Figure 1. Design of isoTarget and Its Application to Studying the Functional Diversity of Splicing Isoforms.

(A) Introducing translational stops into alternative exons allows isoform-specific manipulations of the gene. Inserting the commonly used transcriptional stop cassette into an alternative exon leads to transcriptional termination of all isoforms downstream of the targeted exon (left branch). To specifically manipulate one isoform (right branch), we engineered a translational stop (tlstop) cassette by introducing multiple stop codons into the DNA sequence encoding a non-catalytic region of β-Gal (bottom left). This tlstop cassette causes loss of function in targeted isoform by translational truncation or, possibly, mRNA decay.

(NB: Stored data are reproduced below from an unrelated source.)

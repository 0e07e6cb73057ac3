// src/models.rs

pub mod address;
pub mod assistant;
pub mod auth;
pub mod case;
pub mod client;
pub mod dashboard;
pub mod movement;
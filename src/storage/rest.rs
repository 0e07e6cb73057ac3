// src/storage/rest.rs
//
// Cliente da API REST de object storage (bucket "processos").

use async_trait::async_trait;
use reqwest::header::{HeaderMap, HeaderValue, AUTHORIZATION, CONTENT_TYPE};
use serde::Deserialize;
use serde_json::json;
use std::time::Duration;

use crate::{
    common::error::AppError,
    models::case::UploadFile,
    storage::{BlobEntry, BlobStore},
};

#[derive(Clone)]
pub struct RestBlobStore {
    http: reqwest::Client,
    base_url: String,
    bucket: String,
    service_key: String,
}

#[derive(Debug, Deserialize)]
struct SignedUrlBody {
    #[serde(rename = "signedURL")]
    signed_url: String,
}

impl RestBlobStore {
    pub fn new(base_url: &str, bucket: &str, service_key: &str) -> anyhow::Result<Self> {
        let http = reqwest::Client::builder()
            .timeout(Duration::from_secs(15))
            .build()?;

        Ok(Self {
            http,
            base_url: base_url.trim_end_matches('/').to_string(),
            bucket: bucket.to_string(),
            service_key: service_key.to_string(),
        })
    }

    fn auth_headers(&self) -> Result<HeaderMap, AppError> {
        let mut headers = HeaderMap::new();
        let bearer = HeaderValue::from_str(&format!("Bearer {}", self.service_key))
            .map_err(|e| anyhow::anyhow!("Chave do storage inválida: {}", e))?;
        headers.insert(AUTHORIZATION, bearer);
        let apikey = HeaderValue::from_str(&self.service_key)
            .map_err(|e| anyhow::anyhow!("Chave do storage inválida: {}", e))?;
        headers.insert("apikey", apikey);
        Ok(headers)
    }

    fn object_url(&self, action: &str, path: &str) -> String {
        if action.is_empty() {
            format!("{}/object/{}/{}", self.base_url, self.bucket, path)
        } else {
            format!("{}/object/{}/{}/{}", self.base_url, action, self.bucket, path)
        }
    }

    /// A API devolve o link relativo à raiz do storage.
    fn absolute(&self, signed: &str) -> String {
        if signed.starts_with("http://") || signed.starts_with("https://") {
            signed.to_string()
        } else {
            format!("{}/{}", self.base_url, signed.trim_start_matches('/'))
        }
    }
}

#[async_trait]
impl BlobStore for RestBlobStore {
    async fn upload(&self, path: &str, file: &UploadFile, overwrite: bool) -> Result<(), AppError> {
        let response = self
            .http
            .post(self.object_url("", path))
            .headers(self.auth_headers()?)
            .header(CONTENT_TYPE, file.content_type.as_str())
            .header("x-upsert", if overwrite { "true" } else { "false" })
            .body(file.bytes.clone())
            .send()
            .await
            .map_err(|e| AppError::UploadFailed(e.to_string()))?;

        if !response.status().is_success() {
            let status = response.status();
            let body = response.text().await.unwrap_or_default();
            return Err(AppError::UploadFailed(format!("{status}: {body}")));
        }

        tracing::debug!(path, bytes = file.size(), "Arquivo enviado ao storage");
        Ok(())
    }

    async fn list(&self, prefix: &str, limit: usize) -> Result<Vec<BlobEntry>, AppError> {
        let url = format!("{}/object/list/{}", self.base_url, self.bucket);
        let response = self
            .http
            .post(url)
            .headers(self.auth_headers()?)
            .json(&json!({ "prefix": prefix, "limit": limit, "offset": 0 }))
            .send()
            .await
            .map_err(|e| AppError::LookupFailed(e.to_string()))?;

        if !response.status().is_success() {
            return Err(AppError::LookupFailed(format!(
                "listagem de '{prefix}' falhou com {}",
                response.status()
            )));
        }

        response
            .json::<Vec<BlobEntry>>()
            .await
            .map_err(|e| AppError::LookupFailed(e.to_string()))
    }

    async fn create_signed_url(&self, path: &str, ttl_secs: u64) -> Result<String, AppError> {
        let response = self
            .http
            .post(self.object_url("sign", path))
            .headers(self.auth_headers()?)
            .json(&json!({ "expiresIn": ttl_secs }))
            .send()
            .await
            .map_err(|e| AppError::LookupFailed(e.to_string()))?;

        if !response.status().is_success() {
            return Err(AppError::LookupFailed(format!(
                "assinatura de '{path}' falhou com {}",
                response.status()
            )));
        }

        let body: SignedUrlBody = response
            .json()
            .await
            .map_err(|e| AppError::LookupFailed(e.to_string()))?;
        Ok(self.absolute(&body.signed_url))
    }
}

(B) Combining tlstop with other genetic methods for multi-purpose studies of the targeted splicing isoform. The isoTarget cassette, which consists of an RSRT site, a translational stop (tlstop), a second RSRT site, and an epitope tag, is inserted into an isoform-specific exon by CRISPR/Cas9-mediated genome editing. The insertion is expected to generate a loss-of-function allele of the targeted isoform. Single cells that are homozygous for the targeted allele can be produced by genetic mosaic techniques, such as MARCM. The endogenous isoforms can be visualized in specific cells by selective expression of R recombinase to remove the RSRT-tlstop-RSRT cassette. Expression of R recombinase in female germline cells leads to tagging of the isoform in all cells that express that isoform in the progeny (“global iso-tagging”). Expression of R recombinase in specific cell types or single cells leads to tagging of the isoform in those cells. In the iso-tagged flies, upstream regulators and downstream effectors of specific isoforms can be identified through genetic, cell biological, and biochemical analyses.

See also Figures S1–S3 and S7.